Stored data:
>>>
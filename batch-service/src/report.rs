// Run Summary
// Final human-readable report of a batch run

use crate::execution::{ErrorSnapshot, RunTally};

use std::fmt;
use std::time::Duration;

/// Totals and anomaly breakdown printed at the end of every normal run
#[derive(Debug, Clone, PartialEq, Eq)]
pub struct RunSummary {
    pub tally: RunTally,
    pub errors: ErrorSnapshot,
}

impl RunSummary {
    pub fn new(tally: RunTally, errors: ErrorSnapshot) -> Self {
        Self { tally, errors }
    }

    /// Terminal rendering, printed even when nothing failed
    pub fn to_terminal(&self) -> String {
        let tally = &self.tally;
        let mut out = String::new();

        out.push_str(&format!(
            "\nProcessing complete in {}.\n",
            format_duration(tally.duration)
        ));
        out.push_str(&"=".repeat(60));
        out.push('\n');

        push_count(&mut out, "Total jobs:", tally.total);
        push_count(&mut out, "Successful:", tally.succeeded);
        push_count(&mut out, "Numeric output errors:", tally.anomalies);
        push_count(&mut out, "Hard failures:", tally.hard_failures);
        if tally.persistence_failures > 0 {
            push_count(&mut out, "Unwritten outputs:", tally.persistence_failures);
        }

        out.push_str(&"-".repeat(60));
        out.push('\n');

        if self.errors.by_descriptor.is_empty() {
            out.push_str("  No numeric output errors\n");
        } else {
            out.push_str("  Numeric output errors by descriptor:\n");
            for (key, count) in &self.errors.by_descriptor {
                out.push_str(&format!("    {:<28} {}\n", key, count));
            }
        }

        out.push_str(&format!(
            "\n  {} jobs completed successfully, {} jobs failed.\n",
            tally.completed(),
            tally.failed()
        ));
        out
    }
}

impl fmt::Display for RunSummary {
    fn fmt(&self, f: &mut fmt::Formatter<'_>) -> fmt::Result {
        f.write_str(&self.to_terminal())
    }
}

fn push_count(out: &mut String, label: &str, count: usize) {
    out.push_str(&format!("  {:<24}{}\n", label, count));
}

/// `H:MM:SS`, whole seconds
pub fn format_duration(duration: Duration) -> String {
    let secs = duration.as_secs();
    format!("{}:{:02}:{:02}", secs / 3600, (secs % 3600) / 60, secs % 60)
}
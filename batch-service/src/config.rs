// Run Configuration
// Validated settings for a batch run, checked before any job is generated

use crate::catalog::Catalog;
use crate::discovery::discover_images;
use crate::error::{ServiceError, ServiceResult};
use crate::output::classify::DetectionRule;

use std::path::{Path, PathBuf};
use std::time::Duration;

/// Default name of the extraction tool when none is given
pub const DEFAULT_TOOL: &str = "mpeg7_app";

/// Configuration for a live extraction run
#[derive(Debug, Clone)]
pub struct RunConfig {
    /// Directory scanned for input images
    pub dataset_dir: PathBuf,
    /// Directory receiving per-job and combined outputs
    pub output_dir: PathBuf,
    /// Extraction tool (path or bare name looked up on PATH)
    pub tool: PathBuf,
    /// Size of the worker pool
    pub workers: usize,
    /// Descriptor ids to run (empty = whole catalog)
    pub descriptor_ids: Vec<u32>,
    /// Optional YAML catalog replacing the built-in one
    pub catalog_path: Option<PathBuf>,
    /// Per-job timeout (None = wait indefinitely)
    pub timeout: Option<Duration>,
    /// Anomaly detection rule
    pub rule: DetectionRule,
    /// Run the combiner after the parallel phase
    pub combine: bool,
}

/// Everything a run needs once configuration has been checked
#[derive(Debug, Clone)]
pub struct PreparedRun {
    /// Active descriptors, in catalog order
    pub catalog: Catalog,
    /// Discovered images, sorted
    pub images: Vec<PathBuf>,
    /// Resolved extraction tool
    pub tool: PathBuf,
}

impl RunConfig {
    pub fn new(dataset_dir: impl Into<PathBuf>, output_dir: impl Into<PathBuf>) -> Self {
        Self {
            dataset_dir: dataset_dir.into(),
            output_dir: output_dir.into(),
            tool: PathBuf::from(DEFAULT_TOOL),
            workers: default_workers(),
            descriptor_ids: Vec::new(),
            catalog_path: None,
            timeout: None,
            rule: DetectionRule::default(),
            combine: true,
        }
    }

    /// Load the configured catalog (or the built-in one) and apply the selector
    pub fn load_catalog(&self) -> ServiceResult<Catalog> {
        load_catalog(self.catalog_path.as_deref(), &self.descriptor_ids)
    }

    /// Check the configuration without touching the output directory
    pub fn prepare(&self) -> ServiceResult<PreparedRun> {
        if self.workers == 0 {
            return Err(ServiceError::configuration(
                "Worker count must be at least 1",
            ));
        }

        let catalog = self.load_catalog()?;
        let images = discover_images(&self.dataset_dir)?;
        let tool = resolve_tool(&self.tool);

        Ok(PreparedRun {
            catalog,
            images,
            tool,
        })
    }
}

/// Load a YAML catalog (or the built-in one) and select `descriptor_ids` from it
pub fn load_catalog(catalog_path: Option<&Path>, descriptor_ids: &[u32]) -> ServiceResult<Catalog> {
    let catalog = match catalog_path {
        Some(path) => Catalog::from_file(path)?,
        None => Catalog::builtin(),
    };
    Ok(catalog.select(descriptor_ids)?)
}

/// Number of workers used when none is configured
pub fn default_workers() -> usize {
    std::thread::available_parallelism()
        .map(|n| n.get())
        .unwrap_or(4)
}

/// Resolve a bare tool name through PATH.
///
/// An unresolvable tool is not a configuration error: every job then records
/// a hard failure with the spawn error, and the run continues.
pub fn resolve_tool(tool: &Path) -> PathBuf {
    if tool.components().count() > 1 || tool.is_absolute() {
        return tool.to_path_buf();
    }
    match which::which(tool) {
        Ok(resolved) => resolved,
        Err(e) => {
            tracing::warn!(tool = %tool.display(), "extraction tool not found on PATH: {}", e);
            tool.to_path_buf()
        }
    }
}
// Output Module
// Classification, per-job persistence and combined artifacts

pub mod classify;
pub mod combine;
pub mod writer;

// Re-export key types
pub use classify::{Classification, DetectionRule};
pub use combine::{combine_outputs, CombineReport, Combiner};
pub use writer::{output_path, write_result, JobMetadata};
use crate::commands::CatalogArgs;
use crate::output;

use std::path::PathBuf;

use clap::Args;
use color_eyre::Result;

use batch_service::combine_outputs;

/// Rebuild combined result files from existing outputs
#[derive(Args, Debug)]
pub struct CombineArgs {
    /// Directory holding the per-job output files
    #[arg(long, short = 'o', value_name = "DIR", default_value = "results")]
    pub output: PathBuf,

    #[command(flatten)]
    pub catalog: CatalogArgs,
}

pub async fn execute(args: CombineArgs) -> Result<()> {
    if !args.output.is_dir() {
        color_eyre::eyre::bail!("Output directory not found: {}", args.output.display());
    }
    let catalog = args.catalog.load()?;

    output::status("Combining", &format!("{}", args.output.display()));
    let report = combine_outputs(catalog, args.output.clone()).await?;
    print_report(&report);

    Ok(())
}

pub fn print_report(report: &batch_service::CombineReport) {
    output::success(&format!(
        "Combined {} file(s) into {}",
        report.files,
        report.global_path.display()
    ));
    for (key, count) in &report.per_descriptor {
        output::dim(&format!("    {:<28} {}", key, count));
    }
    if report.unparsed > 0 {
        output::warning(&format!(
            "{} file(s) had no readable metadata header and were only added to the global file",
            report.unparsed
        ));
    }
    if report.unreadable > 0 {
        output::warning(&format!("{} file(s) could not be read", report.unreadable));
    }
}
// Job Expansion
// Expands images x descriptors x parameter combinations into concrete jobs

use crate::catalog::models::descriptor_key;
use crate::catalog::{Catalog, ParameterAssignment};
use crate::output::writer::output_path;

use std::collections::HashSet;
use std::path::{Path, PathBuf};

/// One concrete invocation: one image, one descriptor, one assignment
#[derive(Debug, Clone, PartialEq, Eq)]
pub struct JobSpec {
    /// Position in the generated sequence
    pub index: usize,
    pub image: PathBuf,
    pub descriptor_id: u32,
    pub descriptor_name: String,
    pub parameters: ParameterAssignment,
    /// Derived per-job output file
    pub output_path: PathBuf,
}

impl JobSpec {
    /// Image file name with extension
    pub fn image_file_name(&self) -> String {
        self.image
            .file_name()
            .map(|n| n.to_string_lossy().into_owned())
            .unwrap_or_else(|| self.image.to_string_lossy().into_owned())
    }

    /// Tool arguments: `descriptorId imagePath [name value]...`
    pub fn command_args(&self) -> Vec<String> {
        let mut args = Vec::with_capacity(2 + self.parameters.len() * 2);
        args.push(self.descriptor_id.to_string());
        args.push(self.image.to_string_lossy().into_owned());
        args.extend(self.parameters.to_args());
        args
    }

    /// Aggregation key, `"id (name)"`
    pub fn descriptor_key(&self) -> String {
        descriptor_key(self.descriptor_id, &self.descriptor_name)
    }

    /// Short human-readable description for logs
    pub fn label(&self) -> String {
        format!(
            "{} with {} {}",
            self.image_file_name(),
            self.descriptor_name,
            self.parameters
        )
    }
}

/// Job expander for a descriptor catalog
pub struct JobExpander;

impl JobExpander {
    /// Expand every image against every descriptor and parameter group.
    ///
    /// Order is image, then descriptor (catalog order), then group
    /// (declaration order), then assignment (first parameter slowest), so
    /// identical inputs always give an identical sequence.
    pub fn expand(catalog: &Catalog, images: &[PathBuf], output_dir: &Path) -> Vec<JobSpec> {
        let mut jobs = Vec::with_capacity(Self::count(catalog, images.len()));

        for image in images {
            for spec in &catalog.descriptors {
                for group in &spec.groups {
                    for parameters in group.assignments() {
                        let output_path = output_path(output_dir, image, &spec.name, &parameters);
                        jobs.push(JobSpec {
                            index: jobs.len(),
                            image: image.clone(),
                            descriptor_id: spec.id,
                            descriptor_name: spec.name.clone(),
                            parameters,
                            output_path,
                        });
                    }
                }
            }
        }

        let collisions = Self::output_collisions(&jobs);
        if collisions > 0 {
            tracing::warn!(
                collisions,
                "jobs share output paths (images with the same file stem); later results overwrite earlier ones"
            );
        }

        jobs
    }

    /// Number of jobs `expand` produces for `image_count` images
    pub fn count(catalog: &Catalog, image_count: usize) -> usize {
        image_count
            * catalog
                .descriptors
                .iter()
                .map(|d| d.jobs_per_image())
                .sum::<usize>()
    }

    /// Number of jobs whose output path repeats an earlier job's
    pub fn output_collisions(jobs: &[JobSpec]) -> usize {
        let mut seen = HashSet::with_capacity(jobs.len());
        jobs.iter()
            .filter(|job| !seen.insert(job.output_path.as_path()))
            .count()
    }
}

#[cfg(test)]
mod tests {
    use super::*;

    use crate::catalog::{DescriptorSpec, ParameterDomain, ParameterGroup};

    fn images(names: &[&str]) -> Vec<PathBuf> {
        names.iter().map(|n| PathBuf::from("/data").join(n)).collect()
    }

    #[test]
    fn test_single_descriptor_two_values_two_images() {
        let catalog = Catalog::new(vec![DescriptorSpec::new(1, "D").with_groups(vec![
            ParameterGroup::new(vec![ParameterDomain::new("k", ["0", "1"])]),
        ])]);
        let imgs = images(&["img1.png", "img2.png"]);

        let jobs = JobExpander::expand(&catalog, &imgs, Path::new("/out"));

        let order: Vec<(String, Option<&str>)> = jobs
            .iter()
            .map(|j| (j.image_file_name(), j.parameters.get("k")))
            .collect();
        assert_eq!(
            order,
            vec![
                ("img1.png".to_string(), Some("0")),
                ("img1.png".to_string(), Some("1")),
                ("img2.png".to_string(), Some("0")),
                ("img2.png".to_string(), Some("1")),
            ]
        );
        assert_eq!(jobs.iter().map(|j| j.index).collect::<Vec<_>>(), vec![0, 1, 2, 3]);
    }

    #[test]
    fn test_job_count_formula() {
        let catalog = Catalog::new(vec![
            DescriptorSpec::new(3, "COLOR_LAYOUT").with_groups(vec![
                ParameterGroup::new(vec![
                    ParameterDomain::new("NumberOfYCoeff", ["3", "6", "64"]),
                    ParameterDomain::new("NumberOfCCoeff", ["3", "28"]),
                ]),
                ParameterGroup::new(vec![ParameterDomain::new("NumberOfYCoeff", ["21"])]),
            ]),
            DescriptorSpec::new(8, "EDGE_HISTOGRAM"),
        ]);
        let imgs = images(&["a.png", "b.png", "c.png"]);

        let jobs = JobExpander::expand(&catalog, &imgs, Path::new("/out"));
        // 3 images x ((3*2 + 1) + 1)
        assert_eq!(jobs.len(), 24);
        assert_eq!(JobExpander::count(&catalog, imgs.len()), 24);

        let edge: Vec<_> = jobs.iter().filter(|j| j.descriptor_id == 8).collect();
        assert_eq!(edge.len(), 3);
        assert!(edge.iter().all(|j| j.parameters.is_empty()));
        assert!(edge[0].output_path.ends_with("a_EDGE_HISTOGRAM_default.txt"));
    }

    #[test]
    fn test_expand_is_deterministic() {
        let catalog = Catalog::builtin();
        let imgs = images(&["x.png", "y.jpg"]);

        let first = JobExpander::expand(&catalog, &imgs, Path::new("/out"));
        let second = JobExpander::expand(&catalog, &imgs, Path::new("/out"));
        assert_eq!(first, second);
        assert_eq!(first.len(), 20);
    }

    #[test]
    fn test_command_args() {
        let catalog = Catalog::builtin().select(&[3]).unwrap();
        let jobs = JobExpander::expand(&catalog, &images(&["cat.png"]), Path::new("/out"));

        assert_eq!(
            jobs[0].command_args(),
            vec!["3", "/data/cat.png", "NumberOfYCoeff", "64", "NumberOfCCoeff", "64"]
        );
        assert_eq!(jobs[0].descriptor_key(), "3 (COLOR_LAYOUT)");
        assert_eq!(
            jobs[0].output_path,
            PathBuf::from("/out/cat_COLOR_LAYOUT_NumberOfYCoeff-64_NumberOfCCoeff-64.txt")
        );
    }

    #[test]
    fn test_output_collisions_detected() {
        let catalog = Catalog::builtin().select(&[8]).unwrap();
        let imgs = vec![PathBuf::from("/data/a/cat.png"), PathBuf::from("/data/b/cat.jpg")];

        let jobs = JobExpander::expand(&catalog, &imgs, Path::new("/out"));
        assert_eq!(JobExpander::output_collisions(&jobs), 1);
    }

    #[test]
    fn test_no_images_no_jobs() {
        let jobs = JobExpander::expand(&Catalog::builtin(), &[], Path::new("/out"));
        assert!(jobs.is_empty());
    }
}
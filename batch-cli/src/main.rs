// MPEG-7 Batch CLI
// Runs descriptor extraction over an image dataset and aggregates the results

mod commands;
mod output;

use clap::{Parser, Subcommand};
use color_eyre::Result;
use tracing_subscriber::{EnvFilter, FmtSubscriber};

use commands::analyze::AnalyzeArgs;
use commands::combine::CombineArgs;
use commands::list::ListArgs;
use commands::run::RunArgs;

#[derive(Parser, Debug)]
#[command(
    name = "mpeg7-batch",
    version,
    about = "Batch MPEG-7 descriptor extraction",
    after_help = "EXAMPLES:\n  \
                  # Run every descriptor over a dataset with 8 workers\n  \
                  mpeg7-batch run --dataset ./images --output ./results --workers 8\n\n  \
                  # Run only COLOR_LAYOUT and EDGE_HISTOGRAM\n  \
                  mpeg7-batch run --dataset ./images --descriptor 3 --descriptor 8\n\n  \
                  # Recompute the error log from existing outputs\n  \
                  mpeg7-batch analyze --output ./results"
)]
struct Cli {
    #[command(subcommand)]
    command: Commands,

    /// Enable debug logging (RUST_LOG overrides)
    #[arg(short, long, global = true)]
    verbose: bool,
}

#[derive(Subcommand, Debug)]
enum Commands {
    /// Run the extraction tool for every image, descriptor and parameter set
    Run(RunArgs),

    /// Re-classify existing output files without invoking the tool
    Analyze(AnalyzeArgs),

    /// Print the descriptor catalog and exit
    List(ListArgs),

    /// Rebuild the combined result files from existing outputs
    Combine(CombineArgs),
}

#[tokio::main]
async fn main() -> Result<()> {
    color_eyre::install()?;

    let cli = Cli::parse();
    init_tracing(cli.verbose)?;

    match cli.command {
        Commands::Run(args) => commands::run::execute(args).await,
        Commands::Analyze(args) => commands::analyze::execute(args).await,
        Commands::List(args) => commands::list::execute(args),
        Commands::Combine(args) => commands::combine::execute(args).await,
    }
}

fn init_tracing(verbose: bool) -> Result<()> {
    let default_directive = if verbose {
        "batch_service=debug,mpeg7_batch=debug"
    } else {
        "warn"
    };
    let filter = EnvFilter::try_from_default_env().unwrap_or_else(|_| EnvFilter::new(default_directive));

    let subscriber = FmtSubscriber::builder()
        .with_env_filter(filter)
        .with_writer(std::io::stderr)
        .with_target(false)
        .finish();

    tracing::subscriber::set_global_default(subscriber)?;
    Ok(())
}
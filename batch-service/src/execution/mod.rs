// Execution Module
// Job expansion, worker invocation, aggregation and the dispatcher

pub mod aggregator;
pub mod dispatcher;
pub mod events;
pub mod jobs;
pub mod worker;

// Re-export key types
pub use aggregator::{AggregateState, Aggregator, AggregatorTask, ErrorRecord, ErrorSnapshot};
pub use dispatcher::{DispatchOutcome, Dispatcher, DispatcherConfig, RunTally};
pub use events::{progress_channel, EventSender, ExecutionEvent, LogLevel, ProgressReceiver, ProgressSender};
pub use jobs::{JobExpander, JobSpec};
pub use worker::JobResult;
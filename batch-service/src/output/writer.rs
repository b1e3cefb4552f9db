// Result Writer
// Persists one output file per job with an embedded JSON metadata header

use crate::catalog::ParameterAssignment;
use crate::error::{ServiceError, ServiceResult};
use crate::execution::jobs::JobSpec;
use crate::execution::worker::JobResult;

use serde::{Deserialize, Serialize};
use std::path::{Path, PathBuf};

/// Metadata written as the first line of every per-job output file
#[derive(Debug, Clone, PartialEq, Eq, Serialize, Deserialize)]
pub struct JobMetadata {
    /// Image file name, including extension
    pub image: String,
    pub descriptor_id: u32,
    pub descriptor_name: String,
    pub parameters: ParameterAssignment,
}

impl JobMetadata {
    pub fn for_job(job: &JobSpec) -> Self {
        Self {
            image: job.image_file_name(),
            descriptor_id: job.descriptor_id,
            descriptor_name: job.descriptor_name.clone(),
            parameters: job.parameters.clone(),
        }
    }

    /// Single-line JSON header
    pub fn to_header(&self) -> ServiceResult<String> {
        Ok(serde_json::to_string(self)?)
    }

    pub fn parse_header(line: &str) -> Result<Self, serde_json::Error> {
        serde_json::from_str(line.trim_end())
    }

    /// Split file content into its parsed header and the captured output after it
    pub fn split_content(content: &str) -> Result<(Self, &str), serde_json::Error> {
        let (first, rest) = content.split_once('\n').unwrap_or((content, ""));
        Ok((Self::parse_header(first)?, rest))
    }
}

/// `{stem}_{descriptor}_{k1-v1_k2-v2}.txt`, or `..._default.txt` without parameters
pub fn output_file_name(image: &Path, descriptor_name: &str, params: &ParameterAssignment) -> String {
    let stem = image
        .file_stem()
        .map(|s| s.to_string_lossy().into_owned())
        .unwrap_or_else(|| "image".to_string());
    format!("{}_{}_{}.txt", stem, descriptor_name, params.file_fragment())
}

/// Per-job output path inside `output_dir`
pub fn output_path(
    output_dir: &Path,
    image: &Path,
    descriptor_name: &str,
    params: &ParameterAssignment,
) -> PathBuf {
    output_dir.join(output_file_name(image, descriptor_name, params))
}

/// Write the job's output file: metadata line followed by the raw stdout.
///
/// Written for every classification, including hard failures.
pub async fn write_result(result: &JobResult) -> ServiceResult<PathBuf> {
    let path = result.job.output_path.clone();
    let header = JobMetadata::for_job(&result.job).to_header()?;

    let mut content = String::with_capacity(header.len() + 1 + result.stdout.len());
    content.push_str(&header);
    content.push('\n');
    content.push_str(&result.stdout);

    tokio::fs::write(&path, content)
        .await
        .map_err(|e| ServiceError::persistence(&path, e))?;

    Ok(path)
}

#[cfg(test)]
mod tests {
    use super::*;

    use crate::output::classify::Classification;
    use std::time::Duration;

    fn job(output_dir: &Path, params: ParameterAssignment) -> JobSpec {
        let image = PathBuf::from("/data/set/cat_01.png");
        JobSpec {
            index: 0,
            output_path: output_path(output_dir, &image, "COLOR_LAYOUT", &params),
            image,
            descriptor_id: 3,
            descriptor_name: "COLOR_LAYOUT".to_string(),
            parameters: params,
        }
    }

    fn result(job: JobSpec, exit_code: Option<i32>, stdout: &str, classification: Classification) -> JobResult {
        JobResult {
            job,
            exit_code,
            stdout: stdout.to_string(),
            stderr: String::new(),
            classification,
            timed_out: false,
            duration: Duration::from_millis(5),
        }
    }

    #[test]
    fn test_output_file_name() {
        let params: ParameterAssignment =
            [("NumberOfYCoeff", "64"), ("NumberOfCCoeff", "28")].into_iter().collect();
        assert_eq!(
            output_file_name(Path::new("/d/cat_01.png"), "COLOR_LAYOUT", &params),
            "cat_01_COLOR_LAYOUT_NumberOfYCoeff-64_NumberOfCCoeff-28.txt"
        );
        assert_eq!(
            output_file_name(Path::new("dog.v2.jpg"), "EDGE_HISTOGRAM", &ParameterAssignment::new()),
            "dog.v2_EDGE_HISTOGRAM_default.txt"
        );
    }

    #[tokio::test]
    async fn test_written_header_round_trips() {
        let temp = tempfile::tempdir().unwrap();
        let params: ParameterAssignment =
            [("NumberOfYCoeff", "64"), ("NumberOfCCoeff", "28")].into_iter().collect();
        let job = job(temp.path(), params.clone());
        let res = result(job, Some(0), "Descriptor XML:\n<a/>\n", Classification::Success);

        let path = write_result(&res).await.unwrap();
        let content = std::fs::read_to_string(&path).unwrap();

        let (metadata, rest) = JobMetadata::split_content(&content).unwrap();
        assert_eq!(metadata.image, "cat_01.png");
        assert_eq!(metadata.descriptor_id, 3);
        assert_eq!(metadata.descriptor_name, "COLOR_LAYOUT");
        assert_eq!(metadata.parameters, params);
        assert_eq!(rest, "Descriptor XML:\n<a/>\n");

        let first_line = content.lines().next().unwrap();
        assert_eq!(
            first_line,
            r#"{"image":"cat_01.png","descriptor_id":3,"descriptor_name":"COLOR_LAYOUT","parameters":{"NumberOfYCoeff":"64","NumberOfCCoeff":"28"}}"#
        );
    }

    #[tokio::test]
    async fn test_hard_failure_still_written() {
        let temp = tempfile::tempdir().unwrap();
        let job = job(temp.path(), ParameterAssignment::new());
        let res = result(job, Some(2), "", Classification::HardFailure);

        let path = write_result(&res).await.unwrap();
        assert!(path.ends_with("cat_01_COLOR_LAYOUT_default.txt"));

        let content = std::fs::read_to_string(&path).unwrap();
        assert_eq!(content.lines().count(), 1);
        assert!(content.ends_with('\n'));
    }

    #[tokio::test]
    async fn test_write_into_missing_directory_fails() {
        let temp = tempfile::tempdir().unwrap();
        let job = job(&temp.path().join("missing"), ParameterAssignment::new());
        let res = result(job, Some(0), "<a/>", Classification::Success);

        let err = write_result(&res).await.unwrap_err();
        assert!(matches!(err, ServiceError::Persistence { .. }));
    }

    #[test]
    fn test_parse_header_rejects_garbage() {
        assert!(JobMetadata::parse_header("Descriptor XML:").is_err());
        assert!(JobMetadata::split_content("not json\n<a/>").is_err());
    }
}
<<<
> _Goal of the exercise_
Whenever a line of the entries contains the string "ParameterAssignment", copy that line.

> _Output of the task_
use crate::catalog::{Catalog, ParameterAssignment};
    pub parameters: ParameterAssignment,
use crate::catalog::ParameterAssignment;
    pub parameters: ParameterAssignment,
pub fn output_file_name(image: &Path, descriptor_name: &str, params: &ParameterAssignment) -> String {
    params: &ParameterAssignment,
    fn job(output_dir: &Path, params: ParameterAssignment) -> JobSpec {
        let params: ParameterAssignment =
            output_file_name(Path::new("dog.v2.jpg"), "EDGE_HISTOGRAM", &ParameterAssignment::new()),
        let params: ParameterAssignment =
        let job = job(temp.path(), ParameterAssignment::new());
        let job = job(&temp.path().join("missing"), ParameterAssignment::new());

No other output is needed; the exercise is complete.